Within the data below, copy each line where the string "bodiless" is found.

*Material shown*
════════

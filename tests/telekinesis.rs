mod common;

use bevy::prelude::*;
use bevy_telekinesis::anchor::{TkAnchorConfig, TkAnchorSlot};
use bevy_telekinesis::interactable::{TkHighlightState, TkInteractable, TkObjectClass};
use bevy_telekinesis::locomotion::TkLocomotion;
use bevy_telekinesis::math::Vector3;
use bevy_telekinesis::sensors::TkEnvironmentSensor;
use bevy_telekinesis::telekinesis::{TkRotationInput, TkTelekinesis, TkTelekinesisConfig};

use common::{spawn_cube, view, MockObjects, MockWorld, EPSILON, FRAME};

/// Where the player looks from. The cube in front of it is at distance 3.
const EYE: Vector3 = Vector3::new(0.0, 1.5, 0.0);
const CUBE: Vector3 = Vector3::new(0.0, 1.5, -3.0);

struct Setup {
    world: MockWorld,
    objects: MockObjects,
    player: Entity,
    telekinesis: TkTelekinesis,
    config: TkTelekinesisConfig,
    anchor_slot: TkAnchorSlot,
    locomotion: TkLocomotion,
}

impl Setup {
    fn new() -> Self {
        let mut world = MockWorld::default();
        let player = world.entity();
        let camera = world.entity();
        Self {
            world,
            objects: Default::default(),
            player,
            telekinesis: TkTelekinesis::new(camera),
            config: Default::default(),
            anchor_slot: Default::default(),
            locomotion: Default::default(),
        }
    }

    fn cube(&mut self, center: Vector3, interactable: TkInteractable) -> Entity {
        spawn_cube(&mut self.world, &mut self.objects, center, interactable)
    }

    fn try_grab(&mut self, forward: Dir3) -> bool {
        let sensor = TkEnvironmentSensor::new(&self.world, self.player);
        self.telekinesis.try_grab_object(
            &self.config,
            &view(EYE, forward),
            &sensor,
            &self.anchor_slot,
            &mut self.objects,
            Some(&mut self.locomotion),
        )
    }

    fn release(&mut self) -> Option<Entity> {
        self.telekinesis
            .release_object(&mut self.objects, Some(&mut self.locomotion))
    }

    fn anchor_action(&mut self, forward: Dir3) -> bool {
        let sensor = TkEnvironmentSensor::new(&self.world, self.player);
        self.telekinesis.anchor_action(
            &TkAnchorConfig::default(),
            &mut self.anchor_slot,
            &view(EYE, forward),
            &sensor,
            &mut self.objects,
            Some(&mut self.locomotion),
        )
    }

    fn update_highlight(&mut self, forward: Dir3) {
        let sensor = TkEnvironmentSensor::new(&self.world, self.player);
        self.telekinesis.update_highlight(
            &self.config,
            &view(EYE, forward),
            &sensor,
            &mut self.objects,
        );
    }

    fn manipulate(&mut self) {
        self.telekinesis.apply_manipulation(
            &self.config,
            &view(EYE, Dir3::NEG_Z),
            &mut self.objects,
            FRAME,
        );
    }
}

#[test]
fn grab_standard_object() {
    let mut setup = Setup::new();
    let cube = setup.cube(CUBE, TkInteractable::new(TkObjectClass::Standard));

    assert!(setup.try_grab(Dir3::NEG_Z));
    assert_eq!(setup.telekinesis.held_object(), Some(cube));
    assert!((setup.telekinesis.hold_distance().unwrap() - 3.0).abs() < EPSILON);
    let interactable = setup.objects.get(cube);
    assert!(interactable.is_manipulated());
    assert!(interactable.is_highlighted());
    assert_eq!(setup.objects.body(cube).linear_damping, 0.5);
    assert!(!setup.locomotion.is_movement_restricted());

    // Already holding something.
    assert!(!setup.try_grab(Dir3::NEG_Z));
    assert_eq!(setup.telekinesis.held_object(), Some(cube));

    assert_eq!(setup.release(), Some(cube));
    assert!(!setup.objects.get(cube).is_manipulated());
    assert_eq!(setup.objects.body(cube).linear_damping, 1.0);
}

#[test]
fn grab_nothing() {
    let mut setup = Setup::new();
    setup.cube(CUBE, TkInteractable::new(TkObjectClass::Standard));

    assert!(!setup.try_grab(Dir3::X));
    assert!(!setup.telekinesis.is_manipulating());
}

#[test]
fn objects_out_of_reach_cannot_be_grabbed() {
    let mut setup = Setup::new();
    setup.cube(
        Vector3::new(0.0, 1.5, -7.0),
        TkInteractable::new(TkObjectClass::Standard),
    );

    assert!(!setup.try_grab(Dir3::NEG_Z));
}

#[test]
fn heavy_object_without_anchor_cannot_be_grabbed() {
    let mut setup = Setup::new();
    let heavy = setup.cube(CUBE, TkInteractable::new(TkObjectClass::Heavy));

    assert!(!setup.try_grab(Dir3::NEG_Z));
    assert!(!setup.telekinesis.is_manipulating());
    assert!(!setup.objects.get(heavy).is_manipulated());
    assert!(!setup.locomotion.is_movement_restricted());
}

#[test]
fn heavy_object_with_anchor_restricts_movement() {
    let mut setup = Setup::new();
    let heavy = setup.cube(CUBE, TkInteractable::new(TkObjectClass::Heavy));
    let anchorable = setup.cube(
        Vector3::new(3.0, 1.5, 0.0),
        TkInteractable::new(TkObjectClass::Anchorable),
    );
    assert_eq!(setup.objects.body(heavy).mass(), 10.0);

    assert!(setup.anchor_action(Dir3::X));
    assert_eq!(setup.anchor_slot.current_anchor(), Some(anchorable));

    assert!(setup.try_grab(Dir3::NEG_Z));
    assert_eq!(setup.telekinesis.held_object(), Some(heavy));
    assert!(setup.locomotion.is_movement_restricted());
    assert_eq!(
        setup.locomotion.movement_multiplier(),
        setup.config.movement_slowdown
    );

    setup.release();
    assert!(!setup.locomotion.is_movement_restricted());
    assert_eq!(setup.locomotion.movement_multiplier(), 1.0);
}

#[test]
fn releasing_twice_does_nothing() {
    let mut setup = Setup::new();
    let cube = setup.cube(CUBE, TkInteractable::new(TkObjectClass::Standard));

    assert_eq!(setup.release(), None);
    assert!(setup.try_grab(Dir3::NEG_Z));
    assert_eq!(setup.release(), Some(cube));
    assert_eq!(setup.release(), None);
    assert!(!setup.telekinesis.is_manipulating());
    assert!(!setup.locomotion.is_movement_restricted());
}

#[test]
fn objects_without_a_body_cannot_be_grabbed() {
    let mut setup = Setup::new();
    let bodiless = setup
        .world
        .add_cuboid(CUBE, Vector3::splat(0.5));
    setup
        .objects
        .insert_without_body(bodiless, TkInteractable::new(TkObjectClass::Standard));

    assert!(!setup.try_grab(Dir3::NEG_Z));
    assert!(!setup.objects.get(bodiless).is_manipulated());
}

#[test]
fn anchoring_the_held_object_releases_it() {
    let mut setup = Setup::new();
    let cube = setup.cube(CUBE, TkInteractable::new(TkObjectClass::Anchorable));

    assert!(setup.try_grab(Dir3::NEG_Z));
    assert!(setup.anchor_action(Dir3::NEG_Z));

    assert!(!setup.telekinesis.is_manipulating());
    let interactable = setup.objects.get(cube);
    assert!(interactable.is_anchored());
    assert!(!interactable.is_manipulated());
    assert_eq!(interactable.highlight_state(), TkHighlightState::Anchored);
    assert!(setup.objects.body(cube).is_kinematic());

    // Anchored objects cannot be grabbed.
    assert!(!setup.try_grab(Dir3::NEG_Z));
}

#[test]
fn scrolling_keeps_hold_distance_in_range() {
    let mut setup = Setup::new();
    setup.cube(CUBE, TkInteractable::new(TkObjectClass::Standard));
    assert!(setup.try_grab(Dir3::NEG_Z));

    setup.telekinesis.adjust_hold_distance(&setup.config, 1.0);
    assert!((setup.telekinesis.hold_distance().unwrap() - 5.0).abs() < EPSILON);

    for scroll in [100.0, -3.0, 0.5, -100.0, 2.5, 40.0] {
        setup.telekinesis.adjust_hold_distance(&setup.config, scroll);
        let distance = setup.telekinesis.hold_distance().unwrap();
        assert!(setup.config.min_hold_distance <= distance);
        assert!(distance <= setup.config.max_hold_distance);
    }
    setup.telekinesis.adjust_hold_distance(&setup.config, -100.0);
    assert_eq!(
        setup.telekinesis.hold_distance(),
        Some(setup.config.min_hold_distance)
    );
}

#[test]
fn inverted_hold_range_does_not_crash_grabbing_or_scrolling() {
    let mut setup = Setup::new();
    setup.config.min_hold_distance = 5.0;
    setup.config.max_hold_distance = 1.0;
    assert!(setup.config.validate().is_err());
    let cube = setup.cube(CUBE, TkInteractable::new(TkObjectClass::Standard));

    assert!(setup.try_grab(Dir3::NEG_Z));
    assert_eq!(setup.telekinesis.held_object(), Some(cube));
    assert_eq!(setup.telekinesis.hold_distance(), Some(1.0));

    setup.telekinesis.adjust_hold_distance(&setup.config, 3.0);
    assert_eq!(setup.telekinesis.hold_distance(), Some(1.0));
    setup.telekinesis.adjust_hold_distance(&setup.config, -3.0);
    assert_eq!(setup.telekinesis.hold_distance(), Some(1.0));
}

#[test]
fn held_object_is_pulled_toward_the_hold_point() {
    let mut setup = Setup::new();
    let cube = setup.cube(CUBE, TkInteractable::new(TkObjectClass::Standard));
    assert!(setup.try_grab(Dir3::NEG_Z));

    // Already at the hold point.
    setup.objects.body_mut(cube).set_linvel(Vector3::X);
    setup.manipulate();
    assert!((setup.objects.body(cube).linvel() - Vector3::X * 0.8).length() < EPSILON);

    setup.objects.body_mut(cube).set_linvel(Vector3::ZERO);
    setup.telekinesis.adjust_hold_distance(&setup.config, 1.0);
    setup.manipulate();
    assert!((setup.objects.body(cube).linvel() - Vector3::NEG_Z).length() < EPSILON);
}

#[test]
fn heavy_objects_are_pulled_harder() {
    let mut setup = Setup::new();
    let heavy = setup.cube(CUBE, TkInteractable::new(TkObjectClass::Heavy));
    setup.cube(
        Vector3::new(3.0, 1.5, 0.0),
        TkInteractable::new(TkObjectClass::Anchorable),
    );
    assert!(setup.anchor_action(Dir3::X));
    assert!(setup.try_grab(Dir3::NEG_Z));

    setup.telekinesis.adjust_hold_distance(&setup.config, 1.0);
    setup.manipulate();
    assert!((setup.objects.body(heavy).linvel() - Vector3::NEG_Z * 1.5).length() < EPSILON);
}

#[test]
fn rotation_input_spins_the_held_object() {
    let mut setup = Setup::new();
    let cube = setup.cube(CUBE, TkInteractable::new(TkObjectClass::Standard));
    assert!(setup.try_grab(Dir3::NEG_Z));

    setup.telekinesis.set_rotation_input(TkRotationInput {
        yaw: 1.0,
        pitch: 0.0,
    });
    setup.manipulate();
    let expected = Vector3::Y * 90.0f32.to_radians() * 0.1;
    assert!((setup.objects.body(cube).angvel() - expected).length() < EPSILON);

    setup.telekinesis.set_rotation_input(Default::default());
    setup.manipulate();
    assert!((setup.objects.body(cube).angvel() - expected * 0.8).length() < EPSILON);
}

#[test]
fn kinematic_objects_wake_up_only_once() {
    let mut setup = Setup::new();
    let cube = setup.cube(
        CUBE,
        TkInteractable::new(TkObjectClass::Standard).with_start_kinematic(true),
    );
    assert!(setup.objects.body(cube).is_kinematic());
    assert!(!setup.objects.get(cube).has_awoken());

    assert!(setup.try_grab(Dir3::NEG_Z));
    assert!(!setup.objects.body(cube).is_kinematic());
    assert!(setup.objects.get(cube).has_awoken());
    setup.release();

    setup.objects.body_mut(cube).set_kinematic(true);
    assert!(setup.try_grab(Dir3::NEG_Z));
    assert!(setup.objects.body(cube).is_kinematic());
}

#[test]
fn highlight_follows_the_crosshair() {
    let mut setup = Setup::new();
    let cube = setup.cube(CUBE, TkInteractable::new(TkObjectClass::Standard));

    setup.update_highlight(Dir3::NEG_Z);
    assert_eq!(setup.telekinesis.highlighted(), Some(cube));
    assert_eq!(
        setup.objects.get(cube).highlight_state(),
        TkHighlightState::Highlighted
    );

    setup.update_highlight(Dir3::X);
    assert_eq!(setup.telekinesis.highlighted(), None);
    assert_eq!(
        setup.objects.get(cube).highlight_state(),
        TkHighlightState::Resting
    );
}

#[test]
fn held_object_stays_highlighted() {
    let mut setup = Setup::new();
    let cube = setup.cube(CUBE, TkInteractable::new(TkObjectClass::Standard));

    setup.update_highlight(Dir3::NEG_Z);
    assert!(setup.try_grab(Dir3::NEG_Z));
    setup.update_highlight(Dir3::X);
    assert!(setup.objects.get(cube).is_highlighted());

    setup.release();
    assert!(!setup.objects.get(cube).is_highlighted());
}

════════

*Task result*
    let bodiless = setup
        .insert_without_body(bodiless, TkInteractable::new(TkObjectClass::Standard));
    assert!(!setup.objects.get(bodiless).is_manipulated());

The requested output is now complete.